The wrath of the mutineers was mostly directed against the Christians, who had interfered with their religion. A large number of unsuspecting Englishmen and their women and children were indiscriminately murdered in Meerut, Delhi, and other places. The first man to be killed in Delhi was an Indian Christian Dr. Chamanlal, who was standing in front of his dispensary. Their next victims were banias and mahajans whose shops they plundered, and account books and debt-bonds burnt or destroyed. Beyond this, there was no planned or organized scheme or effort on their part either to subvert the rule of the East India Company, or to weaken the administrative hold of the British over the country.

Moreover, the mutiny was exclusively confined to the Poorbia sepoys of the Bengal army. Territorially, too, it was limited to the U.P. and its neighborhood, while the remaining 80 per cent of India was practically unaffected by it. Even in the U.P., there were a number of pockets which remained undisturbed. The reason for this lack of interest in, and sympathy with, and, in many cases, active opposition to the continuance and progress of the sepoy mutiny, was the absence of any common cause, any planned scheme, any unity of interests.

The early activities of the sepoys in Delhi and its neighborhood were repugnant not only to the civil population of the country but also to the non-Poorbia soldiers, the Rajputs, the Mahrattas, the Madrasis, the Garhwalis, the Gorkhas, the Dogras, the Punjabi Musalmans, the Sikhs and the Pathans who could not associate themselves with the murderers of innocent women and children and the despoilers of their own countrymen.

Religious Riot
The mutiny at best was a religious riot of the Hindu and Muslim soldiers of the U.P. against the indiscreet but, perhaps, unintentioned callousness of some British military officers, who happened to be careless about the religious sentiments of Hindus and Muslims offended by greased cartridges. With passions inflamed, and a number of murders committed in Meerut and Delhi, the sepoys could not retrace their steps. They were then joined by a large number of hooligans set free from jails, and of professional dacoits and plunderers from the criminal tribes of the neighboring areas.

Bahadur Shah, a Puppet King
It is true that, the Mughal Emperor, Bahadur Shah had been proclaimed king, in whose name they professed to have risen in defence of Hinduism and Islam. But in practice, this was nothing more than a mere pretence to seek a cover for their crimes and misdeeds. His authority they openly flouted, and his orders they publicly disobeyed. They insulted him on his very face and treated him insolently in his own palace. Such behavior, as this was certainly not becoming of the faithful and devoted soldiers, towards the king whom they themselves raised to the throne. But, in truth, they had done so only to use him as a handy tool. If he were not to be useful to them, they would have no hesitation in renouncing him. "The sepoys at Delhi refused to fight unless they were paid their salaries, and that on an adequate scale - a demand which is hardly in consonance with the spirit which should guide a fighter in a war of independence1.. . .

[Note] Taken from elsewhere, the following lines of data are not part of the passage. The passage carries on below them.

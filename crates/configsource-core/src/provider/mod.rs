//! Document providers
//!
//! - `DocumentProvider`: the retrieval contract
//! - `FileProvider` / `MemoryProvider`: raw document sources
//! - `ResolvingProvider`: wraps another provider and resolves config source references

mod traits;
mod error;
mod file;
mod memory;
mod resolving;

pub use traits::DocumentProvider;
pub use error::{ConfigError, ConfigResult, ShutdownErrors};
pub use file::FileProvider;
pub use memory::MemoryProvider;
pub use resolving::{ResolvingProvider, ResolvingProviderBuilder};
//! Factory registry: validates and indexes config source factories by type name

use std::sync::Arc;

use indexmap::IndexMap;

use super::traits::Factory;
use crate::provider::{ConfigError, ConfigResult};

/// Registered factories, keyed by their unique type name
///
/// Built once when the engine is constructed and read-only afterwards.
/// Iteration follows registration order.
#[derive(Clone, Default)]
pub struct FactoryRegistry {
    factories: IndexMap<String, Arc<dyn Factory>>,
}

impl FactoryRegistry {
    /// Validate and index `factories`
    ///
    /// Fails on the first empty or repeated type name.
    ///
    /// # Example
    ///
    /// ```
    /// use std::sync::Arc;
    /// use configsource_core::source::{EnvSourceFactory, Factory, FactoryRegistry};
    ///
    /// let factories: Vec<Arc<dyn Factory>> = vec![
    ///     Arc::new(EnvSourceFactory::new()),
    ///     Arc::new(EnvSourceFactory::new()),
    /// ];
    /// let err = FactoryRegistry::new(factories).err().unwrap();
    /// assert_eq!(err.to_string(), "duplicate config source factory \"env\"");
    /// ```
    pub fn new(factories: impl IntoIterator<Item = Arc<dyn Factory>>) -> ConfigResult<Self> {
        let mut index = IndexMap::new();
        for factory in factories {
            let source_type = factory.source_type().to_string();
            if source_type.is_empty() {
                return Err(ConfigError::EmptyFactoryType);
            }
            if index.contains_key(&source_type) {
                return Err(ConfigError::DuplicateFactoryType(source_type));
            }
            index.insert(source_type, factory);
        }
        Ok(Self { factories: index })
    }

    /// Find the factory for a type name
    pub fn lookup(&self, source_type: &str) -> Option<&Arc<dyn Factory>> {
        self.factories.get(source_type)
    }

    /// Check if a type name is registered
    pub fn contains(&self, source_type: &str) -> bool {
        self.factories.contains_key(source_type)
    }

    /// Registered type names in registration order
    pub fn types(&self) -> Vec<&str> {
        self.factories.keys().map(String::as_str).collect()
    }

    pub fn len(&self) -> usize {
        self.factories.len()
    }

    pub fn is_empty(&self) -> bool {
        self.factories.is_empty()
    }
}

impl std::fmt::Debug for FactoryRegistry {
    fn fmt(&self, f: &mut std::fmt::Formatter<'_>) -> std::fmt::Result {
        f.debug_struct("FactoryRegistry")
            .field("types", &self.types())
            .finish()
    }
}

#[cfg(test)]
mod tests {
    use super::*;
    use crate::source::{EnvSourceFactory, MemorySourceFactory};

    fn factories(types: &[&str]) -> Vec<Arc<dyn Factory>> {
        types
            .iter()
            .map(|t| Arc::new(MemorySourceFactory::with_type(*t)) as Arc<dyn Factory>)
            .collect()
    }

    #[test]
    fn test_empty_registry() {
        let registry = FactoryRegistry::new(Vec::new()).unwrap();
        assert!(registry.is_empty());
        assert!(registry.lookup("env").is_none());
    }

    #[test]
    fn test_lookup_registered() {
        let mut list = factories(&["memory"]);
        list.push(Arc::new(EnvSourceFactory::new()));
        let registry = FactoryRegistry::new(list).unwrap();

        assert_eq!(registry.len(), 2);
        assert!(registry.contains("env"));
        assert_eq!(registry.lookup("env").unwrap().source_type(), "env");
        assert_eq!(registry.lookup("memory").unwrap().source_type(), "memory");
        assert!(registry.lookup("vault").is_none());
    }

    #[test]
    fn test_types_keep_registration_order() {
        let registry = FactoryRegistry::new(factories(&["zeta", "alpha", "mid"])).unwrap();
        assert_eq!(registry.types(), vec!["zeta", "alpha", "mid"]);
    }

    #[test]
    fn test_duplicate_type_rejected() {
        let err = FactoryRegistry::new(factories(&["a", "tstcfgsrc", "tstcfgsrc"])).unwrap_err();
        assert!(matches!(err, ConfigError::DuplicateFactoryType(ref t) if t == "tstcfgsrc"));
    }

    #[test]
    fn test_empty_type_rejected() {
        let err = FactoryRegistry::new(factories(&[""])).unwrap_err();
        assert!(matches!(err, ConfigError::EmptyFactoryType));
    }
}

The king himself was only a victim of circumstances. He had no hand either in organizing or encouraging the mutiny. He might have been glad within his heart to see the English humbled, but he was too old to plan or lead an insurrection. In fact, he had no knowledge of the rising of the sepoys till they had actually arrived at the palace gates and called upon him to assume command. He pleaded infirmity and poverty, but the sepoys would hear nothing of the sort. He sent a fast camel rider to Agra to inform the Lieutenant Governor, of the mutiny in Meerut and of the arrival of the mutineers in Delhi.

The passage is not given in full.